Post: AI-Powered Screening: Cutting Retail Candidate Drop-Off by 20%
The following case study documents a real implementation of candidate experience at a mid-sized organization. The numbers reflect actual outcomes, not projections.
The Challenge
The organization processed 300+ applications per open role manually. Recruiters spent 60% of their time on administrative tasks rather than evaluation. Time-to-fill averaged 47 days. Offer acceptance rate was 68%.
The Approach
The team implemented a structured candidate experience program over 90 days. Phase 1 automated the screening workflow. Phase 2 connected the ATS to the HRIS for direct data transfer. Phase 3 deployed automated candidate communication across all pipeline stages.
Implementation Details
Screening criteria were built by analyzing 24 months of new-hire performance data to identify signals that predicted 90-day success. These became the hard filters in the automated screening layer. Recruiters reviewed only candidates in the top 12–15% by structured score.
Results After 90 Days
Time-to-fill dropped from 47 days to 28 days — a 40% reduction.

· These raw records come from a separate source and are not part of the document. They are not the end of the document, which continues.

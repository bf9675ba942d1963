//! Script listing, display, and approval.

use super::parse_id;
use crate::app::App;
use crate::cli::Output;
use crate::store::Script;
use anyhow::Result;

/// Run the scripts command: list all, or show one.
pub async fn run_scripts(id: Option<&str>, user_id: &str, app: &App) -> Result<()> {
    if let Some(id) = id {
        let script = app.scripts.get(user_id, parse_id(id)?).await?;
        print_script(&script);
        return Ok(());
    }

    let scripts = app.scripts.list(user_id).await?;
    if scripts.is_empty() {
        Output::info("No scripts yet. Use 'roteiro generate <theme>' to create one.");
        return Ok(());
    }

    Output::header(&format!("Scripts ({})", scripts.len()));
    println!();
    for script in &scripts {
        Output::script_info(script);
    }
    Ok(())
}

/// Run the approve command.
pub async fn run_approve(id: &str, user_id: &str, app: &App) -> Result<()> {
    let script = app.scripts.approve(user_id, parse_id(id)?).await?;
    Output::success(&format!("Approved \"{}\"", script.title));
    Ok(())
}

/// Print a script with its metadata and content.
pub(super) fn print_script(script: &Script) {
    Output::header(&script.title);
    Output::kv("Id", &script.id.to_string());
    Output::kv("Status", script.status.as_str());
    Output::kv("Theme", &script.theme);
    Output::kv("Duration", &format!("{} min", script.duration_minutes));
    Output::kv("Style", &script.language_style);
    Output::kv("Environment", &script.environment);
    Output::kv("Language", &script.target_language);

    Output::header("SEO");
    Output::kv("Title", &script.seo_title);
    Output::kv("Description", &script.seo_description);
    Output::kv("Tags", &script.seo_tags.join(", "));
    Output::kv("Thumbnail", &script.thumbnail_prompt);

    Output::header("Roteiro (pt-BR)");
    println!("{}", script.content_portuguese);

    if let Some(content) = &script.content_final {
        Output::header(&format!("Final ({})", script.target_language));
        println!("{}", content);
    }
}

Recruiter time on administrative tasks fell from 60% to 22%. Offer acceptance rate increased from 68% to 79%. Quality-of-hire scores at 90 days increased by 18 percentage points.
What Made It Work
Three factors drove success: defined screening criteria validated against historical performance data, system integration that eliminated manual data transfer, and recruiter involvement in designing the workflows rather than having them imposed top-down.
Replicating These Results
This outcome is achievable for any organization processing more than 50 applications per month. The prerequisite is historical performance data to calibrate the screening model. With it, the model improves continuously as new hire outcomes feed back into the scoring system.